Cornish Thread

Just curious...why do you think feeding meat and bone meal to chickens is a bad thing?


This is what I said.."My other point is feeding meat and bone meal to chickens makes about as much sense as feeding poultry litter to steers"

Who said I was against feeding either feed source?

In visiting the Joslin cattle processing facility they actually take the rumen content out and feed it back to steers up the road. Can't feed it to them for very long because it's to "hot" and will burn them out.

Feeding by product feedstuffs I have nothing against, as long as they are legal to use. But as I've harper on time and again... the average person has no place making their own rations
 
If you're not a nutritionist, and don't have a degree, or really any classes either-- then I suggest letting the professionals formulate rations.

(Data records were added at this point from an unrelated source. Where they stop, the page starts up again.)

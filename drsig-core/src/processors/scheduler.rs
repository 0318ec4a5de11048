//! ActivationScheduler processor.
//!
//! The ActivationScheduler is responsible for:
//! - Decoding each newly seen descriptor
//! - Computing the delay until its notification instant
//! - Appending the record to the `EventStore` once that instant is reached,
//!   immediately if it already passed
//! - Emitting `ActivatedEvent` for the push sink, if one is attached
//!
//! Deferred activations are independent fire-once tasks. They are never
//! joined or cancelled; after shutdown they land in a closed store and are
//! dropped there.

use crate::entities::{Category, EventRecord, RawDescriptor};
use crate::events::{ActivatedEvent, ActivatedEventSender};
use crate::processors::decoder::{DecodeError, Decoder};
use crate::store::EventStore;
use kanau::processor::Processor;
use std::sync::Arc;
use std::sync::atomic::{AtomicUsize, Ordering};
use time::{OffsetDateTime, PrimitiveDateTime};
use tokio::sync::mpsc::error::TrySendError;
use tracing::{debug, info, warn};
use uuid::Uuid;

/// A descriptor that appeared in a watched file.
#[derive(Debug, Clone)]
pub struct NewDescriptor {
    pub category: Category,
    pub raw: RawDescriptor,
}

/// How a scheduled descriptor will become visible.
#[derive(Debug, Clone, Copy, PartialEq, Eq)]
pub enum Activation {
    /// Already appended to the store.
    Immediate { id: Uuid },
    /// Will be appended once `delay` has elapsed.
    Deferred { id: Uuid, delay: std::time::Duration },
}

impl Activation {
    pub fn id(&self) -> Uuid {
        match self {
            Activation::Immediate { id } | Activation::Deferred { id, .. } => *id,
        }
    }
}

/// Count of activations waiting for their notification instant.
#[derive(Debug, Clone, Default)]
pub struct PendingActivations(Arc<AtomicUsize>);

impl PendingActivations {
    pub fn get(&self) -> usize {
        self.0.load(Ordering::Relaxed)
    }

    fn increment(&self) {
        self.0.fetch_add(1, Ordering::Relaxed);
    }

    fn decrement(&self) {
        self.0.fetch_sub(1, Ordering::Relaxed);
    }
}

/// Delay between `now` and `notification`, zero if it already passed.
///
/// Notification timestamps carry no offset and are read as UTC.
pub fn activation_delay(
    notification: PrimitiveDateTime,
    now: OffsetDateTime,
) -> std::time::Duration {
    let remaining = notification.assume_utc() - now;
    std::time::Duration::try_from(remaining).unwrap_or(std::time::Duration::ZERO)
}

/// ActivationScheduler defers the visibility of decoded records.
#[derive(Clone)]
pub struct ActivationScheduler {
    decoder: Arc<Decoder>,
    store: EventStore,
    activated_tx: Option<ActivatedEventSender>,
    pending: PendingActivations,
}

impl ActivationScheduler {
    pub fn new(decoder: Arc<Decoder>, store: EventStore) -> Self {
        Self {
            decoder,
            store,
            activated_tx: None,
            pending: PendingActivations::default(),
        }
    }

    /// Also emit every activation on `activated_tx`.
    pub fn with_activation_sink(mut self, activated_tx: ActivatedEventSender) -> Self {
        self.activated_tx = Some(activated_tx);
        self
    }

    pub fn pending(&self) -> PendingActivations {
        self.pending.clone()
    }

    pub fn store(&self) -> &EventStore {
        &self.store
    }

    /// Decode `raw` and arrange for it to become visible at its
    /// notification instant. Returns without waiting for the activation.
    pub async fn schedule(
        &self,
        category: Category,
        raw: RawDescriptor,
    ) -> Result<Activation, DecodeError> {
        self.process(NewDescriptor { category, raw }).await
    }

    fn spawn_deferred(&self, id: Uuid, delay: std::time::Duration, record: Arc<EventRecord>) {
        let store = self.store.clone();
        let activated_tx = self.activated_tx.clone();
        let pending = self.pending.clone();

        pending.increment();
        tokio::spawn(async move {
            tokio::time::sleep(delay).await;
            activate(&store, activated_tx.as_ref(), id, record).await;
            pending.decrement();
        });
    }
}

async fn activate(
    store: &EventStore,
    activated_tx: Option<&ActivatedEventSender>,
    activation_id: Uuid,
    record: Arc<EventRecord>,
) {
    if !store.append(Arc::clone(&record)).await {
        return;
    }
    debug!(%activation_id, category = %record.category, "Event activated");

    let Some(tx) = activated_tx else { return };
    match tx.try_send(ActivatedEvent {
        activation_id,
        record,
    }) {
        Ok(()) => {}
        Err(TrySendError::Full(event)) => warn!(
            %activation_id,
            category = %event.record.category,
            "Activation channel full, event not forwarded"
        ),
        Err(TrySendError::Closed(_)) => {
            debug!(%activation_id, "Activation channel closed");
        }
    }
}

// ---------------------------------------------------------------------------
// Processor trait implementation
// ---------------------------------------------------------------------------

impl Processor<NewDescriptor> for ActivationScheduler {
    type Output = Activation;
    type Error = DecodeError;

    async fn process(&self, descriptor: NewDescriptor) -> Result<Activation, DecodeError> {
        let (notification, record) = self
            .decoder
            .decode(&descriptor.category, &descriptor.raw)
            .await?;
        let record = Arc::new(record);
        let id = Uuid::now_v7();
        let delay = activation_delay(notification, OffsetDateTime::now_utc());

        info!(
            activation_id = %id,
            category = %descriptor.category,
            %notification,
            delay_secs = delay.as_secs(),
            "Scheduling event"
        );

        if delay.is_zero() {
            activate(&self.store, self.activated_tx.as_ref(), id, record).await;
            Ok(Activation::Immediate { id })
        } else {
            self.spawn_deferred(id, delay, record);
            Ok(Activation::Deferred { id, delay })
        }
    }
}

#[cfg(test)]
mod tests {
    use super::*;
    use crate::events::activated_event_channel;
    use crate::processors::pricing::UnconfiguredPricingEngine;
    use drsig_sdk::timestamp::format_timestamp;
    use serde_json::json;
    use std::time::Duration as StdDuration;
    use time::Duration;
    use time::macros::datetime;

    fn scheduler() -> ActivationScheduler {
        let decoder = Decoder::new(Duration::hours(1), Arc::new(UnconfiguredPricingEngine));
        ActivationScheduler::new(Arc::new(decoder), EventStore::new())
    }

    fn shed(notification: &str) -> RawDescriptor {
        RawDescriptor::new(json!({
            "notification-date": notification,
            "data": {
                "start-date": "2024-01-01T01:00:00",
                "end-date": "2024-01-01T03:00:00",
                "power": 5
            }
        }))
    }

    fn in_future(secs: i64) -> String {
        let at = OffsetDateTime::now_utc() + Duration::seconds(secs);
        format_timestamp(PrimitiveDateTime::new(at.date(), at.time())).unwrap()
    }

    #[test]
    fn test_activation_delay() {
        let now = datetime!(2024-01-01 12:00 UTC);
        assert_eq!(
            activation_delay(datetime!(2024-01-01 12:01), now),
            StdDuration::from_secs(60)
        );
        assert_eq!(activation_delay(datetime!(2024-01-01 11:00), now), StdDuration::ZERO);
        assert_eq!(activation_delay(datetime!(2024-01-01 12:00), now), StdDuration::ZERO);
    }

    #[tokio::test]
    async fn test_past_notification_is_visible_immediately() {
        let scheduler = scheduler();
        let activation = scheduler
            .schedule(Category::Shed, shed("2024-01-01T00:00:00"))
            .await
            .unwrap();

        assert!(matches!(activation, Activation::Immediate { .. }));
        assert_eq!(scheduler.store().len().await, 1);
        assert_eq!(scheduler.pending().get(), 0);
    }

    #[tokio::test(start_paused = true)]
    async fn test_future_notification_waits_for_its_instant() {
        let scheduler = scheduler();
        let activation = scheduler
            .schedule(Category::Shed, shed(&in_future(60)))
            .await
            .unwrap();

        let Activation::Deferred { delay, .. } = activation else {
            panic!("expected deferred activation, got {activation:?}");
        };
        assert!(delay <= StdDuration::from_secs(60));
        assert!(delay > StdDuration::from_secs(58));
        assert_eq!(scheduler.pending().get(), 1);

        tokio::time::sleep(StdDuration::from_secs(30)).await;
        assert!(scheduler.store().is_empty().await);

        tokio::time::sleep(StdDuration::from_secs(31)).await;
        assert_eq!(scheduler.store().len().await, 1);
        assert_eq!(scheduler.pending().get(), 0);
    }

    #[tokio::test(start_paused = true)]
    async fn test_deferred_activation_after_close_is_dropped() {
        let scheduler = scheduler();
        scheduler
            .schedule(Category::Shed, shed(&in_future(10)))
            .await
            .unwrap();
        scheduler.store().close();

        tokio::time::sleep(StdDuration::from_secs(11)).await;
        assert!(scheduler.store().is_empty().await);
        assert_eq!(scheduler.pending().get(), 0);
    }

    #[tokio::test]
    async fn test_activation_is_forwarded() {
        let (tx, mut rx) = activated_event_channel();
        let scheduler = scheduler().with_activation_sink(tx);

        let activation = scheduler
            .schedule(Category::Shed, shed("2024-01-01T00:00:00"))
            .await
            .unwrap();

        let event = rx.recv().await.unwrap();
        assert_eq!(event.activation_id, activation.id());
        assert_eq!(event.record.category, Category::Shed);
    }

    #[tokio::test]
    async fn test_decode_failure_schedules_nothing() {
        let scheduler = scheduler();
        let err = scheduler
            .schedule(Category::Shed, shed("not a date"))
            .await
            .unwrap_err();
        assert!(matches!(err, DecodeError::MalformedTimestamp(_)));
        assert!(scheduler.store().is_empty().await);
    }
}
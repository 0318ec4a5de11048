//! TOML file configuration structures.
//!
//! These structs directly map to the `drsig-config.toml` file format.

use serde::{Deserialize, Serialize};
use std::collections::HashMap;
use std::net::{Ipv4Addr, SocketAddr};
use std::path::PathBuf;
use url::Url;

/// Root configuration structure as read from the TOML file.
#[derive(Debug, Clone, Default, Serialize, Deserialize)]
pub struct FileConfig {
    #[serde(default)]
    pub server: ServerConfig,
    #[serde(default)]
    pub poller: PollerConfig,
    #[serde(default)]
    pub pricing: PricingConfig,
    #[serde(default)]
    pub push: PushConfig,
}

/// Server configuration section.
#[derive(Debug, Clone, Serialize, Deserialize)]
pub struct ServerConfig {
    /// The address and port to listen on (e.g., "0.0.0.0:8080").
    #[serde(default = "default_listen_addr")]
    pub listen: SocketAddr,
}

impl Default for ServerConfig {
    fn default() -> Self {
        Self {
            listen: default_listen_addr(),
        }
    }
}

fn default_listen_addr() -> SocketAddr {
    SocketAddr::from((Ipv4Addr::UNSPECIFIED, 8080))
}

/// Watched directory section.
#[derive(Debug, Clone, Serialize, Deserialize)]
pub struct PollerConfig {
    /// Directory holding one `<category>.json` file per category.
    #[serde(default = "default_directory")]
    pub directory: PathBuf,
    /// Seconds between two scans.
    #[serde(default = "default_interval_secs")]
    pub interval_secs: u64,
    /// Step of decoded time series, in seconds.
    #[serde(default = "default_series_step_secs")]
    pub series_step_secs: u64,
}

impl Default for PollerConfig {
    fn default() -> Self {
        Self {
            directory: default_directory(),
            interval_secs: default_interval_secs(),
            series_step_secs: default_series_step_secs(),
        }
    }
}

fn default_directory() -> PathBuf {
    PathBuf::from("./dr-custom-data")
}

fn default_interval_secs() -> u64 {
    10
}

fn default_series_step_secs() -> u64 {
    3600
}

/// External pricing engine section.
#[derive(Debug, Clone, Serialize, Deserialize)]
pub struct PricingConfig {
    /// Base URL of the engine. Without it, tariff-based price descriptors
    /// fail to decode.
    #[serde(default)]
    pub endpoint: Option<Url>,
    #[serde(default = "default_timeout_secs")]
    pub timeout_secs: u64,
}

impl Default for PricingConfig {
    fn default() -> Self {
        Self {
            endpoint: None,
            timeout_secs: default_timeout_secs(),
        }
    }
}

fn default_timeout_secs() -> u64 {
    30
}

/// Push sink section. Keys of `endpoints` are category names.
#[derive(Debug, Clone, Serialize, Deserialize)]
pub struct PushConfig {
    #[serde(default = "default_max_attempts")]
    pub max_attempts: u32,
    #[serde(default)]
    pub endpoints: HashMap<String, Url>,
}

impl Default for PushConfig {
    fn default() -> Self {
        Self {
            max_attempts: default_max_attempts(),
            endpoints: HashMap::new(),
        }
    }
}

fn default_max_attempts() -> u32 {
    5
}

#[cfg(test)]
mod tests {
    use super::*;

    #[test]
    fn test_full_config_parsing() {
        let toml_str = r#"
[server]
listen = "127.0.0.1:3000"

[poller]
directory = "/var/lib/drsig"
interval_secs = 5
series_step_secs = 900

[pricing]
endpoint = "http://127.0.0.1:5000/"
timeout_secs = 10

[push]
max_attempts = 3

[push.endpoints]
dr_shed = "http://127.0.0.1:5000/dr/shed"
dr_prices = "http://127.0.0.1:5000/dr/prices"
"#;
        let config: FileConfig = toml::from_str(toml_str).unwrap();
        assert_eq!(config.server.listen.port(), 3000);
        assert_eq!(config.poller.directory, PathBuf::from("/var/lib/drsig"));
        assert_eq!(config.poller.series_step_secs, 900);
        assert_eq!(
            config.pricing.endpoint.as_ref().map(Url::as_str),
            Some("http://127.0.0.1:5000/")
        );
        assert_eq!(config.push.max_attempts, 3);
        assert_eq!(config.push.endpoints.len(), 2);
    }

    #[test]
    fn test_empty_file_uses_defaults() {
        let config: FileConfig = toml::from_str("").unwrap();
        assert_eq!(config.server.listen.port(), 8080);
        assert_eq!(config.poller.directory, PathBuf::from("./dr-custom-data"));
        assert_eq!(config.poller.interval_secs, 10);
        assert_eq!(config.poller.series_step_secs, 3600);
        assert!(config.pricing.endpoint.is_none());
        assert_eq!(config.push.max_attempts, 5);
        assert!(config.push.endpoints.is_empty());
    }
}
//! Decode rules for the known categories.

use super::{DecodeError, DecodeRule, DecodedFields};
use crate::entities::{Category, Payload, RawDescriptor, TimeSeries, Timeframe};
use crate::processors::pricing::PricingEngine;
use async_trait::async_trait;
use drsig_sdk::timestamp::serde_timestamp;
use serde::Deserialize;
use serde::de::DeserializeOwned;
use std::sync::Arc;
use time::{Duration, PrimitiveDateTime};

fn fields<T: DeserializeOwned>(category: &Category, raw: &RawDescriptor) -> Result<T, DecodeError> {
    raw.fields().map_err(|source| DecodeError::Fields {
        category: category.clone(),
        source,
    })
}

/// Place `values` one step apart from the window start, refusing any value
/// that would land at or past the window end.
fn windowed_values(
    category: &Category,
    bounds: &Timeframe,
    step: Duration,
    values: Vec<f64>,
) -> Result<TimeSeries, DecodeError> {
    let slots = TimeSeries::slots(bounds, step);
    if values.len() > slots {
        return Err(DecodeError::SeriesOverrun {
            category: category.clone(),
            values: values.len(),
            slots,
        });
    }
    Ok(TimeSeries::from_values(bounds.start(), step, values))
}

fn series_fields(bounds: Timeframe, series: TimeSeries) -> DecodedFields {
    DecodedFields {
        bounds: Some(bounds),
        payload: Some(Payload::Series(series)),
    }
}

/// Descriptors whose payload lives under `data`.
#[derive(Debug, Deserialize)]
struct Nested<T> {
    data: T,
}

// ---------------------------------------------------------------------------
// Prices
// ---------------------------------------------------------------------------

#[derive(Debug, Deserialize)]
struct PriceFields {
    #[serde(rename = "type")]
    kind: String,
    #[serde(rename = "start-date", with = "serde_timestamp")]
    start: PrimitiveDateTime,
    #[serde(rename = "end-date", with = "serde_timestamp")]
    end: PrimitiveDateTime,
    data: serde_json::Value,
}

#[derive(Debug, Deserialize)]
struct TariffReference {
    #[serde(rename = "tariff-json")]
    tariff: String,
}

/// Price signals.
///
/// - `price-tou`: `data` references a tariff structure, resolved by the
///   pricing engine.
/// - `price-rtp`: `data` is the raw price array, one value per step from
///   `start-date`.
///
/// Like every other rule, the window is sampled half-open: no point sits at
/// `end-date`.
pub struct PriceRule {
    pricing: Arc<dyn PricingEngine>,
}

impl PriceRule {
    pub const TIME_OF_USE: &'static str = "price-tou";
    pub const REAL_TIME: &'static str = "price-rtp";

    pub fn new(pricing: Arc<dyn PricingEngine>) -> Self {
        Self { pricing }
    }
}

#[async_trait]
impl DecodeRule for PriceRule {
    async fn decode(
        &self,
        category: &Category,
        raw: &RawDescriptor,
        step: Duration,
    ) -> Result<DecodedFields, DecodeError> {
        let price: PriceFields = fields(category, raw)?;
        let bounds = Timeframe::new(price.start, price.end)?;

        let series = match price.kind.as_str() {
            Self::TIME_OF_USE => {
                let reference: TariffReference = serde_json::from_value(price.data)
                    .map_err(|source| DecodeError::Fields {
                        category: category.clone(),
                        source,
                    })?;
                self.pricing
                    .resolve_tariff_series(&reference.tariff, bounds, step)
                    .await?
                    .restrict(&bounds)
            }
            Self::REAL_TIME => {
                let values: Vec<f64> = serde_json::from_value(price.data).map_err(|source| {
                    DecodeError::Fields {
                        category: category.clone(),
                        source,
                    }
                })?;
                windowed_values(category, &bounds, step, values)?
            }
            _ => return Err(DecodeError::UnsupportedPriceType(price.kind)),
        };

        Ok(series_fields(bounds, series))
    }
}

// ---------------------------------------------------------------------------
// Shed / limit
// ---------------------------------------------------------------------------

#[derive(Debug, Deserialize)]
struct WindowData {
    #[serde(rename = "start-date", with = "serde_timestamp")]
    start: PrimitiveDateTime,
    #[serde(rename = "end-date", with = "serde_timestamp")]
    end: PrimitiveDateTime,
    power: f64,
}

/// A single window holding a constant power level (load shed, load limit).
pub struct WindowRule;

#[async_trait]
impl DecodeRule for WindowRule {
    async fn decode(
        &self,
        category: &Category,
        raw: &RawDescriptor,
        step: Duration,
    ) -> Result<DecodedFields, DecodeError> {
        let Nested { data } = fields::<Nested<WindowData>>(category, raw)?;
        let bounds = Timeframe::new(data.start, data.end)?;
        let series = TimeSeries::constant(data.start, data.end, step, data.power);
        Ok(series_fields(bounds, series))
    }
}

// ---------------------------------------------------------------------------
// Shift
// ---------------------------------------------------------------------------

#[derive(Debug, Deserialize)]
struct ShiftData {
    #[serde(rename = "start-date-take", with = "serde_timestamp")]
    start_take: PrimitiveDateTime,
    #[serde(rename = "end-date-take", with = "serde_timestamp")]
    end_take: PrimitiveDateTime,
    #[serde(rename = "power-take")]
    power_take: f64,
    #[serde(rename = "start-date-relax", with = "serde_timestamp")]
    start_relax: PrimitiveDateTime,
    #[serde(rename = "end-date-relax", with = "serde_timestamp")]
    end_relax: PrimitiveDateTime,
    #[serde(rename = "power-relax")]
    power_relax: f64,
}

/// Load shift: a "take" window followed by a "relax" window, each with its
/// own power level. Bounds run from the take start to the relax end.
pub struct ShiftRule;

#[async_trait]
impl DecodeRule for ShiftRule {
    async fn decode(
        &self,
        category: &Category,
        raw: &RawDescriptor,
        step: Duration,
    ) -> Result<DecodedFields, DecodeError> {
        let Nested { data } = fields::<Nested<ShiftData>>(category, raw)?;
        Timeframe::new(data.start_take, data.end_take)?;
        Timeframe::new(data.start_relax, data.end_relax)?;
        let bounds = Timeframe::new(data.start_take, data.end_relax)?;

        let take = TimeSeries::constant(data.start_take, data.end_take, step, data.power_take);
        let relax = TimeSeries::constant(data.start_relax, data.end_relax, step, data.power_relax);
        Ok(series_fields(bounds, take.merge(relax)))
    }
}

// ---------------------------------------------------------------------------
// Track
// ---------------------------------------------------------------------------

#[derive(Debug, Deserialize)]
struct TrackData {
    #[serde(rename = "start-date", with = "serde_timestamp")]
    start: PrimitiveDateTime,
    #[serde(rename = "end-date", with = "serde_timestamp")]
    end: PrimitiveDateTime,
    profile: Vec<f64>,
}

/// Tracking profile: one value per step from the window start. A profile may
/// be shorter than the window but never longer.
pub struct TrackRule;

#[async_trait]
impl DecodeRule for TrackRule {
    async fn decode(
        &self,
        category: &Category,
        raw: &RawDescriptor,
        step: Duration,
    ) -> Result<DecodedFields, DecodeError> {
        let Nested { data } = fields::<Nested<TrackData>>(category, raw)?;
        let bounds = Timeframe::new(data.start, data.end)?;
        let series = windowed_values(category, &bounds, step, data.profile)?;
        Ok(series_fields(bounds, series))
    }
}
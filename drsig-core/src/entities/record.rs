use drsig_sdk::objects::{Category, EventData, EventEntry};
use thiserror::Error;
use time::PrimitiveDateTime;

use super::series::TimeSeries;

/// A closed interval `[start, end]` with `start <= end`.
#[derive(Debug, Clone, Copy, PartialEq, Eq)]
pub struct Timeframe {
    start: PrimitiveDateTime,
    end: PrimitiveDateTime,
}

#[derive(Debug, Clone, Copy, PartialEq, Eq, Error)]
#[error("window start {start} is after its end {end}")]
pub struct InvalidWindow {
    pub start: PrimitiveDateTime,
    pub end: PrimitiveDateTime,
}

impl Timeframe {
    pub fn new(start: PrimitiveDateTime, end: PrimitiveDateTime) -> Result<Self, InvalidWindow> {
        if start > end {
            return Err(InvalidWindow { start, end });
        }
        Ok(Self { start, end })
    }

    pub fn start(&self) -> PrimitiveDateTime {
        self.start
    }

    pub fn end(&self) -> PrimitiveDateTime {
        self.end
    }

    pub fn contains(&self, ts: PrimitiveDateTime) -> bool {
        self.start <= ts && ts <= self.end
    }

    /// Whether a record spanning `record` should be returned for a query
    /// over `self`: either end of the record lies inside the query window,
    /// or the record covers the whole window.
    pub fn overlaps(&self, record: &Timeframe) -> bool {
        self.contains(record.start)
            || self.contains(record.end)
            || (record.start <= self.start && record.end >= self.end)
    }
}

/// Payload carried by an activated event.
#[derive(Debug, Clone, PartialEq)]
pub enum Payload {
    Series(TimeSeries),
    Opaque(serde_json::Value),
}

impl Payload {
    /// Restrict a series to `window`. Opaque payloads have no time index and
    /// are returned unchanged.
    pub fn clip(&self, window: &Timeframe) -> Payload {
        match self {
            Payload::Series(series) => Payload::Series(series.clip(window)),
            Payload::Opaque(value) => Payload::Opaque(value.clone()),
        }
    }

    pub fn to_wire(&self) -> EventData {
        match self {
            Payload::Series(series) => EventData::Series(series.to_wire()),
            Payload::Opaque(value) => EventData::Opaque(value.clone()),
        }
    }
}

/// A decoded demand-response event.
///
/// Records are immutable once built; a newer descriptor for the same window
/// produces a second record rather than replacing this one.
#[derive(Debug, Clone, PartialEq)]
pub struct EventRecord {
    pub category: Category,
    /// Instant at which the record becomes visible.
    pub notification: PrimitiveDateTime,
    /// `None` for categories that are not time-scoped.
    pub bounds: Option<Timeframe>,
    pub payload: Option<Payload>,
}

impl EventRecord {
    pub fn start(&self) -> Option<PrimitiveDateTime> {
        self.bounds.map(|b| b.start())
    }

    pub fn end(&self) -> Option<PrimitiveDateTime> {
        self.bounds.map(|b| b.end())
    }

    /// `{type, data}` form, if the record has a payload.
    pub fn to_entry(&self) -> Option<EventEntry> {
        self.payload.as_ref().map(|payload| EventEntry {
            category: self.category.clone(),
            data: payload.to_wire(),
        })
    }
}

I've thought a lot about the rations formulated for poultry, and I came to the conclusion that while the rations for commercial battery hens and for the cornish x. may very well deliver the most eggs or chicken for the cheapest possible price, they may not be what's best as a sole diet for my chickens. In fact it's probable that commercial rations are not really what's "best" for commercial breeds either, but your point is valid that you do have to know what you are feeding your chickens or nutrition- related problems due to deficiencies or excesses may occur.
My chickens are not the commercial crosses; and, my chickens free range. Those two factors alone make their needs different from the factory farmed chickens. I am of course concerned that free ranging is a mixed bag when it comes to nutrition and there is a real possibility of nutrient imbalances (calcium especially, and an incorrect calcium to phosphorus ratio) and vitamin deficiencies. I do use a non-gmo feed as a base, which the chickens always have access to as much as they want, but I don't hesitate to tweak it with the extras I believe are missing in a commercial diet. I don't feed cheap corn/barley scratch as I've heard horror stories from people who have fed too much and have ended up with nutrition problems. But, trying to get a straight answer about what's actually in commercial feed can be tricky. I prefer my egg yolks to be coloured by natural carotenoids, not synthetic ones.
My experience with dogs and the garbage kibble that's sold as "complete" nutrition and that joke of an AAFCO test has led me to distrust the large corporations that promise wholesome, good food, and barefaced lie about what they are really doing.
I don't give a hoot for sensitive people,or closed minds. Common sense would tell you the more you can approximate a natural diet,the better off you are. Fixing.g to start giving mine fish.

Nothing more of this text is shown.